## What is expected
Would you extract the whole listing below and retype it exactly?

## Excerpted data

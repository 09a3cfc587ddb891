//! ICD-11 chapter standards.
//!
//! The fixed table of top-level chapter ranges and the classifier that maps
//! a queried diagnosis-code range onto the chapter that fully contains it.

pub mod chapters;
pub mod classify;

pub use chapters::{CHAPTERS, CategoryRange, chapters};
pub use classify::classify_range;
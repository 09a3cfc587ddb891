#![deny(unsafe_code)]

use std::path::PathBuf;

#[derive(Debug, thiserror::Error)]
pub enum IngestError {
    #[error("unsupported file extension for {path} (expected .xlsx, .csv, or .txt)")]
    UnsupportedExtension { path: PathBuf },

    #[error("failed to read {path}: {source}")]
    Io {
        path: PathBuf,
        #[source]
        source: std::io::Error,
    },

    #[error("failed to parse CSV {path}: {source}")]
    Csv {
        path: PathBuf,
        #[source]
        source: csv::Error,
    },

    #[error("failed to read workbook {path}: {source}")]
    Workbook {
        path: PathBuf,
        #[source]
        source: calamine::Error,
    },

    #[error("workbook has no worksheets: {path}")]
    EmptyWorkbook { path: PathBuf },
}

pub type Result<T> = std::result::Result<T, IngestError>;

## Exercise solution
repository 09a3cfc587ddb891
//! ICD-11 chapter standards.
//!
//! The fixed table of top-level chapter ranges and the classifier that maps
//! a queried diagnosis-code range onto the chapter that fully contains it.

pub mod chapters;
pub mod classify;

pub use chapters::{CHAPTERS, CategoryRange, chapters};
pub use classify::classify_range;
repository 09a3cfc587ddb891
#![deny(unsafe_code)]

use std::path::PathBuf;

#[derive(Debug, thiserror::Error)]
pub enum IngestError {
    #[error("unsupported file extension for {path} (expected .xlsx, .csv, or .txt)")]
    UnsupportedExtension { path: PathBuf },

    #[error("failed to read {path}: {source}")]
    Io {
        path: PathBuf,
        #[source]
        source: std::io::Error,
    },

    #[error("failed to parse CSV {path}: {source}")]
    Csv {
        path: PathBuf,
        #[source]
        source: csv::Error,
    },

    #[error("failed to read workbook {path}: {source}")]
    Workbook {
        path: PathBuf,
        #[source]
        source: calamine::Error,
    },

    #[error("workbook has no worksheets: {path}")]
    EmptyWorkbook { path: PathBuf },
}

pub type Result<T> = std::result::Result<T, IngestError>;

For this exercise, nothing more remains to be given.